Das Weltklimaabkommen, 1997 in der japanischen Stadt Kioto abgeschlossen, verpflichtet die Industrieländer, ihren Ausstoß von klimaschädlichen Gasen bis 2010 um 5 % zu senken. Im Dezember 2004 findet nun eine Folgekonferenz statt, um Bilanz zu ziehen. Bei der vorbereitenden Debatte im Plenum des Bundestages sprach Josef Göppel als Hauptredner der Union über die bisher recht bescheidenen Erfolge und die Möglichkeiten zur Einbeziehung der Entwicklungsländer. Hier das Wortprotokoll seiner Rede. Der im Text mehrfach erwähnte Abgeordnete Kelber (SPD) hatte unmittelbar vor Göppel gesprochen.



Josef Göppel (CDU/CSU):
Frau Präsidentin! Meine lieben Kolleginnen und Kollegen! Ich denke, hier ist ein Kontrastprogramm angesagt. Es geht um die Frage, wie wir zu einem Klimaschutz und zu einem Weltklimaabkommen kommen, an dem auch die Entwicklungsländer ein finanzielles Interesse haben.
Ich habe vor zwei Tagen an der öffentlichen Sitzung des Nachhaltigkeitsrates teilgenommen.
(Dr. Peter Paziorek(CDU/CSU): Herr Kelber war nicht da!)
Der Vorsitzende, Volker Hauff, schloss die Sitzung mit den Worten: „Kioto ist keine tragfähige Lösung zur Stabilisierung des Weltklimas.“
Die Union und ich sind anderer Meinung. Wie soll jemand den Mut zu einem anderen, besseren Konzept fassen, wenn wir das vorhandene, mühsam errungene Konzept bereits auf halbem Wege als nutzlos bezeichnen?
(Beifall bei derCDU/CSU sowie bei Abgeordneten der SPD und des BÜNDNISSES 90/DIE GRÜNEN)

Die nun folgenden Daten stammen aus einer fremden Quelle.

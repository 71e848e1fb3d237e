//! Report formatting and printing utilities.
//!
//! Results go to stdout in cargo-style format, errors and hints about
//! hidden detail go to stderr. Kept apart from the commands so locsync can
//! be used as a library.

use std::{
    io::{self, Write},
    path::Path,
};

use colored::Colorize;
use unicode_width::UnicodeWidthStr;

use super::commands::{
    CommandResult, CommandSummary, FilesReport, InitReport, LocalesReport, PublishReport,
    ScanReport, SourcesReport, StatusReport, StringsReport, TranslateReport,
};
use crate::config::CONFIG_FILE_NAME;
use crate::core::{ScanSummary, WriteOutcome};

/// Success mark for consistent output formatting.
pub const SUCCESS_MARK: &str = "\u{2713}"; // ✓

/// Failure mark for consistent output formatting.
pub const FAILURE_MARK: &str = "\u{2718}"; // ✘

/// Column gap in tables.
const GAP: &str = "  ";

pub fn print(result: &CommandResult, verbose: bool) {
    print_to(
        result,
        verbose,
        &mut io::stdout().lock(),
        &mut io::stderr().lock(),
    );
}

/// Print a command result to custom writers.
pub fn print_to<O: Write, E: Write>(result: &CommandResult, verbose: bool, out: &mut O, err: &mut E) {
    match &result.summary {
        CommandSummary::Scan(report) => print_scan(report, verbose, out, err),
        CommandSummary::Status(report) => {
            print_status(report, result.exit_on_failures, out)
        }
        CommandSummary::Strings(report) => print_strings(report, out),
        CommandSummary::Translate(report) => print_translate(report, out),
        CommandSummary::Publish(report) => print_publish(report, verbose, out),
        CommandSummary::Files(report) => print_files(report, out),
        CommandSummary::Locales(report) => print_locales(report, out),
        CommandSummary::Sources(report) => print_sources(report, out),
        CommandSummary::Init(report) => print_init(report, out, err),
    }
}

// ============================================================
// Scan
// ============================================================

fn print_scan<O: Write, E: Write>(report: &ScanReport, verbose: bool, out: &mut O, err: &mut E) {
    for summary in &report.summaries {
        print_scan_problems(summary, verbose, out);
        let _ = writeln!(
            out,
            "{} {}",
            SUCCESS_MARK.green(),
            format!(
                "Scanned {}: {} {}, {} {} ({} added, {} removed)",
                summary.source,
                summary.files_scanned,
                plural(summary.files_scanned, "file", "files"),
                summary.string_count,
                plural(summary.string_count, "string", "strings"),
                summary.added,
                summary.removed
            )
            .green()
        );
    }

    let failures: usize = report.summaries.iter().map(|s| s.failures.len()).sum();
    if failures > 0 {
        let _ = writeln!(
            out,
            "\n{} {} {} could not be read",
            FAILURE_MARK.red(),
            failures,
            plural(failures, "file", "files")
        );
    }

    let warnings: usize = report.summaries.iter().map(|s| s.warnings.len()).sum();
    print_lexical_warning_to(warnings, verbose, err);
}

fn print_scan_problems<W: Write>(summary: &ScanSummary, verbose: bool, writer: &mut W) {
    for failure in &summary.failures {
        let _ = writeln!(writer, "{} could not read file", "warning:".bold().yellow());
        let _ = writeln!(writer, "  {} {}", "-->".blue(), failure.path.display());
        let _ = writeln!(writer, "   {} {} {}", "=".blue(), "note:".bold(), failure.reason);
        let _ = writeln!(writer);
    }

    if !verbose {
        return;
    }

    for warning in &summary.warnings {
        let diagnostic = &warning.diagnostic;
        let _ = writeln!(
            writer,
            "{} {}",
            "warning:".bold().yellow(),
            diagnostic.problem
        );
        let _ = writeln!(
            writer,
            "  {} {}:{}:{}",
            "-->".blue(),
            warning.file,
            diagnostic.line,
            diagnostic.column
        );
        let _ = writeln!(
            writer,
            "   {} {} {}",
            "=".blue(),
            "note:".bold(),
            diagnostic.excerpt
        );
        let _ = writeln!(writer);
    }
}

/// Print a warning about lexical problems hidden without `-v`.
pub fn print_lexical_warning_to<W: Write>(count: usize, verbose: bool, writer: &mut W) {
    if count > 0 && !verbose {
        let _ = writeln!(
            writer,
            "{} {} lexical {} found (use {} for details)",
            "warning:".bold().yellow(),
            count,
            plural(count, "problem", "problems"),
            "-v".cyan()
        );
    }
}

// ============================================================
// Status
// ============================================================

fn print_status<W: Write>(report: &StatusReport, failing: bool, writer: &mut W) {
    let mut header = vec!["Source".to_string(), "Strings".to_string()];
    header.extend(report.locales.iter().cloned());

    let rows: Vec<Vec<String>> = report
        .sources
        .iter()
        .map(|source| {
            let mut row = vec![source.label.clone()];
            if source.scanned {
                row.push(source.string_count.to_string());
                row.extend(source.untranslated.iter().map(|c| c.count.to_string()));
            } else {
                row.push("not scanned".to_string());
                row.extend(source.untranslated.iter().map(|_| "-".to_string()));
            }
            row
        })
        .collect();

    let widths = column_widths(&header, &rows);
    let _ = writeln!(writer, "{}", format_row(&header, &widths).bold());
    for row in &rows {
        let _ = writeln!(writer, "{}", format_row(row, &widths));
    }
    let _ = writeln!(writer);

    if report.locales.is_empty() {
        let _ = writeln!(
            writer,
            "{} no application locales besides the native one are configured",
            "note:".bold()
        );
        return;
    }

    let untranslated = report.untranslated_total();
    if untranslated == 0 {
        let _ = writeln!(
            writer,
            "{} {}",
            SUCCESS_MARK.green(),
            "All strings are translated".green()
        );
    } else {
        let message = format!(
            "{} untranslated {}",
            untranslated,
            plural(untranslated, "string", "strings")
        );
        let _ = if failing {
            writeln!(writer, "{} {}", FAILURE_MARK.red(), message.red())
        } else {
            writeln!(writer, "{} {}", "warning:".bold().yellow(), message)
        };
    }
}

fn column_widths(header: &[String], rows: &[Vec<String>]) -> Vec<usize> {
    header
        .iter()
        .enumerate()
        .map(|(i, title)| {
            rows.iter()
                .filter_map(|row| row.get(i))
                .map(|cell| cell.width())
                .chain(std::iter::once(title.width()))
                .max()
                .unwrap_or(0)
        })
        .collect()
}

fn format_row(cells: &[String], widths: &[usize]) -> String {
    let last = cells.len().saturating_sub(1);
    cells
        .iter()
        .enumerate()
        .map(|(i, cell)| {
            if i == last {
                cell.clone()
            } else {
                pad(cell, widths.get(i).copied().unwrap_or(0))
            }
        })
        .collect::<Vec<_>>()
        .join(GAP)
}

fn pad(text: &str, width: usize) -> String {
    format!("{}{}", text, " ".repeat(width.saturating_sub(text.width())))
}

// ============================================================
// Strings and translations
// ============================================================

fn print_strings<W: Write>(report: &StringsReport, writer: &mut W) {
    for entry in &report.entries {
        let _ = writeln!(writer, "{}  {:?}", entry.hash.dimmed(), entry.text);
        match &entry.translation {
            Some(translation) => {
                let _ = writeln!(
                    writer,
                    "   {} {}: {:?}",
                    "=".blue(),
                    report.locale,
                    translation
                );
            }
            None => {
                let _ = writeln!(
                    writer,
                    "   {} {}: {}",
                    "=".blue(),
                    report.locale,
                    "(untranslated)".dimmed()
                );
            }
        }
        let _ = writeln!(
            writer,
            "   {} {} {} ({} {})",
            "=".blue(),
            "used:".bold(),
            entry.files.join(", "),
            entry.call_count,
            plural(entry.call_count, "call", "calls")
        );
    }

    if !report.entries.is_empty() {
        let _ = writeln!(writer);
    }
    let _ = writeln!(
        writer,
        "Listed {} of {} {} in {}",
        report.entries.len(),
        report.total,
        plural(report.total, "string", "strings"),
        report.source
    );
}

fn print_translate<W: Write>(report: &TranslateReport, writer: &mut W) {
    if !report.applied {
        let _ = writeln!(
            writer,
            "{} {}",
            FAILURE_MARK.red(),
            format!(
                "No string with hash {} in source {}",
                report.hash, report.source
            )
            .red()
        );
        let _ = writeln!(
            writer,
            "   {} {} run {} to list the hashes",
            "=".blue(),
            "hint:".bold().cyan(),
            format!("locsync strings --source {} --locale {}", report.source, report.locale).cyan()
        );
        return;
    }

    let action = if report.removed { "Removed" } else { "Saved" };
    let _ = writeln!(
        writer,
        "{} {}",
        SUCCESS_MARK.green(),
        format!(
            "{} {} translation of {} in {}",
            action, report.locale, report.hash, report.source
        )
        .green()
    );
}

// ============================================================
// Client files
// ============================================================

fn print_publish<W: Write>(report: &PublishReport, verbose: bool, writer: &mut W) {
    match &report.outcome {
        WriteOutcome::Disabled => {
            let _ = writeln!(
                writer,
                "{} no client folder configured, nothing to publish",
                "warning:".bold().yellow()
            );
            let _ = writeln!(
                writer,
                "   {} {} set {} in {} or pass {}",
                "=".blue(),
                "hint:".bold().cyan(),
                "clientFolder".cyan(),
                CONFIG_FILE_NAME,
                "--client-folder".cyan()
            );
        }
        WriteOutcome::UpToDate => {
            let _ = writeln!(
                writer,
                "{} {} (use {} to rewrite)",
                SUCCESS_MARK.green(),
                "Client files are up to date".green(),
                "--force".cyan()
            );
        }
        WriteOutcome::Written(files) => {
            let _ = writeln!(
                writer,
                "{} {}",
                SUCCESS_MARK.green(),
                format!(
                    "Wrote {} client {}",
                    files.len(),
                    plural(files.len(), "file", "files")
                )
                .green()
            );
            if verbose {
                for file in files {
                    let _ = writeln!(writer, "  {}", file.display());
                }
            }
        }
    }
}

fn print_files<W: Write>(report: &FilesReport, writer: &mut W) {
    let Some(folder) = &report.folder else {
        let _ = writeln!(writer, "No client folder configured");
        return;
    };

    let _ = writeln!(writer, "{}", format!("{}:", folder.display()).bold());
    for file in &report.files {
        let name = file
            .strip_prefix(folder)
            .unwrap_or(file.as_path())
            .display()
            .to_string();
        if file.is_file() {
            let _ = writeln!(writer, "  {}", name);
        } else {
            let _ = writeln!(writer, "  {} {}", name, "(missing)".dimmed());
        }
    }
}

// ============================================================
// Listings
// ============================================================

fn print_locales<W: Write>(report: &LocalesReport, writer: &mut W) {
    let width = report
        .locales
        .iter()
        .map(|l| l.name.width())
        .max()
        .unwrap_or(0);

    for locale in &report.locales {
        let marker = if locale.selected { "*" } else { " " };
        let _ = writeln!(
            writer,
            "{} {}{}{}",
            marker.green(),
            pad(locale.name, width),
            GAP,
            locale.label
        );
    }

    if let Some(namespace) = report.namespace {
        let _ = writeln!(
            writer,
            "\n{} {} in the {} namespace",
            report.locales.len(),
            plural(report.locales.len(), "locale", "locales"),
            namespace
        );
    }
}

fn print_sources<W: Write>(report: &SourcesReport, writer: &mut W) {
    for (group, sources) in &report.groups {
        let indent = if group.is_empty() {
            ""
        } else {
            let _ = writeln!(writer, "{}", format!("{}:", group).bold());
            "  "
        };

        for source in sources {
            let state = if source.scanned {
                "scanned".green()
            } else {
                "not scanned".yellow()
            };
            let _ = writeln!(
                writer,
                "{}{} {} ({}) [{}]",
                indent,
                source.alias.bold(),
                source.label,
                source.id.dimmed(),
                state
            );
            for root in &source.roots {
                let _ = writeln!(writer, "{}   {} {}", indent, "root:".bold(), display(root));
            }
            let _ = writeln!(
                writer,
                "{}   {} {}",
                indent,
                "storage:".bold(),
                display(&source.storage_folder)
            );
        }
    }
}

fn print_init<O: Write, E: Write>(report: &InitReport, out: &mut O, err: &mut E) {
    if report.created {
        let _ = writeln!(
            out,
            "{} {}",
            SUCCESS_MARK.green(),
            format!("Created {}", CONFIG_FILE_NAME).green()
        );
    } else {
        let _ = writeln!(err, "Error: {} already exists", CONFIG_FILE_NAME);
    }
}

fn display(path: &Path) -> String {
    path.display().to_string()
}

fn plural<'a>(count: usize, one: &'a str, many: &'a str) -> &'a str {
    if count == 1 { one } else { many }
}

// ============================================================
// Tests
// ============================================================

Insofern stellt sich die Frage, wo wir stehen: 144 Staaten haben das Kioto-Protokoll ratifiziert. Diese Staaten erzeugen 44 Prozent der gesamten Klimagase. Russland erzeugt 17 Prozent; das ergibt zusammen 61 Prozent. Die Schwelle liegt bei 55 Prozent.
Ich habe ebenso wie Sie, Herr Kelber, mit Freude die Nachricht vernommen, dass Herr Putin die Ratifizierung des Abkommens eingeleitet hat. Aber das ist uns schon zweimal angekündigt worden. Das ist das Problem.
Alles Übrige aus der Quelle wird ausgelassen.